An unfamiliar ache banded across my chest.

She stood, moving slowly and measured as if she were trying very hard not to fall apart, and it drew me to my feet as well.

It was so much easier when the witnesses weren’t innocent.

Easier when they’d partly brought their bad situation on themselves, placing themselves in an opportunistic position to witness a crime.

And it was so much easier when the witness wasn’t Laurel Hayward.

She’d be transferred out of my detail soon, maybe faster now since she’d identified Frey.

That . . . bothered me.

It bothered me so much more than it should, this thought that she’d be gone in another day. I tried to convince myself it was only because of her link to Frey, but I was fooling myself. Shit, I had to get a handle on my inappropriate feelings about her.

And then out of nowhere, she stepped forward and buried her face into my chest. My arms folded around her like this was a familiar action we’d performed countless times before.

She trembled, shaking from the emotions flooding through her, and she grabbed a fistful of the shirt I’d thrown on this morning.

Was it taking everything she had to keep herself from breaking down?

I wanted to tell her she was strong. Tough. Brave.

But I couldn’t do anything. I’d gone on autopilot when she launched herself into my arms, and my brain was in turmoil. I liked the feeling of her in my arms.

Her body was warm and fit perfectly against mine. One of her hands hooked up around my neck, pulling me even closer, tighter, clinging to me as if she were about to be swept away.

I hoped she was too distracted to notice the way my hands had settled on the small of her back in a weird, comfortable feeling that I told myself I didn’t enjoy.
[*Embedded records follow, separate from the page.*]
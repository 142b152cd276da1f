// src/scrape.rs
//! Fetch–parse scheduler.
//!
//! Two stages run side by side and only talk through the page cache:
//! - **fetch**: download every page that is not cached yet.
//! - **parse**: a revolving queue; a ref whose page is cached gets built,
//!   emitted and retired, anything else goes back to the tail.
//!
//! A cached page is the only readiness signal. Once written it stays.

use std::{
    collections::VecDeque,
    fs,
    path::Path,
    sync::{
        atomic::{AtomicBool, Ordering},
        Arc,
    },
    thread,
    time::Duration,
};

use crate::{
    config::{
        consts::{IDLE_PAUSE_MS, REQUEST_PAUSE_MS},
        options::{AppOptions, OutputOptions},
    },
    core::net::Fetch,
    emit::emit,
    entity::EntityRef,
    error::{Error, Result},
    file,
    model::{Kind, Translation},
    progress::Progress,
    specs::{catalog, class_page},
};

/// Terminal state of one parsed ref.
#[derive(Clone, Debug, PartialEq, Eq)]
pub enum Outcome {
    Written,
    NotImplemented(Kind),
}

#[derive(Clone, Debug, Default, PartialEq, Eq)]
pub struct FetchReport {
    pub fetched: usize,
    pub already_cached: usize,
    pub failed: Vec<String>,
}

#[derive(Clone, Debug, Default, PartialEq, Eq)]
pub struct ParseReport {
    pub written: Vec<String>,
    pub not_implemented: Vec<String>,
    pub failed: Vec<String>,
    /// Still queued when the stage stopped (turn cap, or fetch finished without them).
    pub pending: Vec<String>,
    /// Dequeue attempts, productive or not.
    pub turns: usize,
}

#[derive(Clone, Debug, Default, PartialEq, Eq)]
pub struct RunSummary {
    pub fetch: FetchReport,
    pub parse: ParseReport,
}

/// When the parse stage may stop before its queue is empty.
#[derive(Clone, Debug, Default)]
pub struct ParseLimits {
    /// Hard cap on dequeue attempts.
    pub max_turns: Option<usize>,
    /// Set by the fetch stage when its pass is over. After that, a full
    /// rotation with nothing ready means the rest will never be ready.
    pub fetch_done: Option<Arc<AtomicBool>>,
}

impl ParseLimits {
    pub fn unbounded() -> Self { Self::default() }

    pub fn turns(max: usize) -> Self {
        Self { max_turns: Some(max), fetch_done: None }
    }

    fn fetch_finished(&self) -> bool {
        self.fetch_done.as_ref().is_some_and(|f| f.load(Ordering::Acquire))
    }
}

/* ---------------- fetch stage ---------------- */

/// Cache every ref's page. Already-cached refs are not downloaded again.
/// A failed download leaves no cache file behind.
pub fn fetch_all(
    refs: &[EntityRef],
    cache_root: &Path,
    fetcher: &dyn Fetch,
    progress: &mut dyn Progress,
) -> FetchReport {
    let mut report = FetchReport::default();
    progress.begin(refs.len());

    for entity in refs {
        if entity.is_cached(cache_root) {
            report.already_cached += 1;
            progress.item_done(entity.name());
            continue;
        }

        let result = fetcher
            .fetch(entity.url())
            .and_then(|body| file::write_cache_page(entity, cache_root, &body));

        match result {
            Ok(path) => {
                logd!("fetch: {entity} → {}", path.display());
                report.fetched += 1;
                progress.item_done(entity.name());
            }
            Err(e) => {
                loge!("fetch: {entity}: {e}");
                report.failed.push(s!(entity.name()));
                progress.item_failed(entity.name(), &e.to_string());
            }
        }
        thread::sleep(Duration::from_millis(REQUEST_PAUSE_MS)); // be polite
    }

    logf!(
        "fetch: {} downloaded, {} already cached, {} failed",
        report.fetched, report.already_cached, report.failed.len()
    );
    progress.finish();
    report
}

/* ---------------- parse stage ---------------- */

/// Build and emit one cached page.
pub fn translate_cached(entity: &EntityRef, output: &OutputOptions) -> Result<Outcome> {
    let doc = fs::read_to_string(entity.cache_path(output.cache_root()))?;

    match class_page::translate_page(&doc, entity)? {
        Translation::Class(model) => {
            let written = file::write_skeleton(entity, output.out_root(), &emit(&model))?;
            logd!(
                "parse: {entity}: {} members → {}",
                model.member_count(),
                written.header.display()
            );
            Ok(Outcome::Written)
        }
        Translation::NotImplemented(kind) => Ok(Outcome::NotImplemented(kind)),
    }
}

/// Revolving-queue parse of every ref. Returns when the queue is empty
/// or `limits` says stop; whatever is left is reported as pending.
pub fn parse_all(
    refs: &[EntityRef],
    output: &OutputOptions,
    limits: &ParseLimits,
    progress: &mut dyn Progress,
) -> ParseReport {
    let mut report = ParseReport::default();
    let mut queue: VecDeque<EntityRef> = refs.iter().cloned().collect();
    progress.begin(queue.len());

    // consecutive requeues; a full rotation is `queue.len()` of them
    let mut idle = 0usize;
    let mut finished_at_rotation_start = limits.fetch_finished();

    while let Some(entity) = queue.pop_front() {
        if limits.max_turns.is_some_and(|max| report.turns >= max) {
            queue.push_front(entity);
            break;
        }
        report.turns += 1;

        if !entity.is_cached(output.cache_root()) {
            queue.push_back(entity);
            idle += 1;
            if idle >= queue.len() {
                if finished_at_rotation_start {
                    break;
                }
                idle = 0;
                thread::sleep(Duration::from_millis(IDLE_PAUSE_MS));
                finished_at_rotation_start = limits.fetch_finished();
            } else {
                thread::yield_now();
            }
            continue;
        }

        idle = 0;
        finished_at_rotation_start = limits.fetch_finished();

        let name = s!(entity.name());
        match translate_cached(&entity, output) {
            Ok(Outcome::Written) => {
                progress.item_done(&name);
                report.written.push(name);
            }
            Ok(Outcome::NotImplemented(kind)) => {
                logf!("parse: {entity}: {kind:?} pages are not implemented yet");
                progress.item_failed(&name, "not implemented");
                report.not_implemented.push(name);
            }
            Err(e) => {
                loge!("parse: {e}");
                progress.item_failed(&name, &e.to_string());
                report.failed.push(name);
            }
        }
    }

    report.pending = queue.iter().map(|e| s!(e.name())).collect();
    if !report.pending.is_empty() {
        logf!("parse: giving up on {} never-cached page(s)", report.pending.len());
    }
    logf!(
        "parse: {} written, {} not implemented, {} failed",
        report.written.len(), report.not_implemented.len(), report.failed.len()
    );
    progress.finish();
    report
}

/* ---------------- whole run ---------------- */

/// Load the catalog, then run both stages concurrently until done.
/// Only a missing catalog fails the run; everything else is per entity.
pub fn run(
    opts: &AppOptions,
    fetcher: Arc<dyn Fetch>,
    mut fetch_progress: Box<dyn Progress>,
    mut parse_progress: Box<dyn Progress>,
) -> Result<RunSummary> {
    let refs = if opts.fetch.parse_only {
        catalog::from_cache(opts.output.cache_root(), &opts.fetch)?
    } else {
        catalog::load(fetcher.as_ref(), &opts.fetch)?
    };
    logf!("run: {} entities, cache at {}", refs.len(), opts.output.cache_root().display());
    let refs = Arc::new(refs);

    let fetch_done = Arc::new(AtomicBool::new(opts.fetch.parse_only));

    let fetch_handle = if opts.fetch.parse_only {
        fetch_progress.log("Using cached pages only");
        fetch_progress.finish();
        None
    } else {
        let refs = Arc::clone(&refs);
        let done = Arc::clone(&fetch_done);
        let cache_root = opts.output.cache_root.clone();
        let handle = thread::Builder::new().name(s!("fetch")).spawn(move || {
            let report = fetch_all(&refs, &cache_root, fetcher.as_ref(), fetch_progress.as_mut());
            done.store(true, Ordering::Release);
            report
        })?;
        Some(handle)
    };

    let parse_handle = {
        let refs = Arc::clone(&refs);
        let output = opts.output.clone();
        let limits = ParseLimits { max_turns: None, fetch_done: Some(fetch_done) };
        thread::Builder::new().name(s!("parse")).spawn(move || {
            parse_all(&refs, &output, &limits, parse_progress.as_mut())
        })?
    };

    let fetch = match fetch_handle {
        Some(h) => h.join().map_err(|_| stage_panicked("fetch"))?,
        None => FetchReport::default(),
    };
    let parse = parse_handle.join().map_err(|_| stage_panicked("parse"))?;

    Ok(RunSummary { fetch, parse })
}

fn stage_panicked(stage: &str) -> Error {
    Error::Io(std::io::Error::other(format!("{stage} stage panicked")))
}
I let my presence be overpowering and reassuring, wanting it to make her feel—what?

Safe?

That was the last thing she should feel in my arms.

“I’m sorry,” she said, composing herself. She brushed the hair out of her eyes and looked up at me, causing the spark between us to crackle with intensity. When she sucked in a sharp breath, I felt it with every cell in my body.

No. The word was loud and angry in my head.

I wanted to kiss her.

Her lips fell open, breathless, as if she were encouraging me. She drew her arm down slowly from my neck to join her other hand that was square on my chest, where she’d be able to feel exactly how it rose and fell.

With anxiety, though.

Definitely not with excitement or anticipation.

I’d gotten pulled from fieldwork for punching a witness. I could only imagine what would happen if Bill found out I’d kissed one. Because it was what I’d wanted to do from the moment I’d set eyes on her. Maybe kissing her would release the strange spell she held over me.

But that wasn’t going to happen. It couldn’t happen.

I wasn’t going to lose my job over her. Plus, she’d been through enough. She certainly didn’t need my bullshit on top of it. Yet my body moved without my approval, tilting my head and leaning in to place my mouth over hers.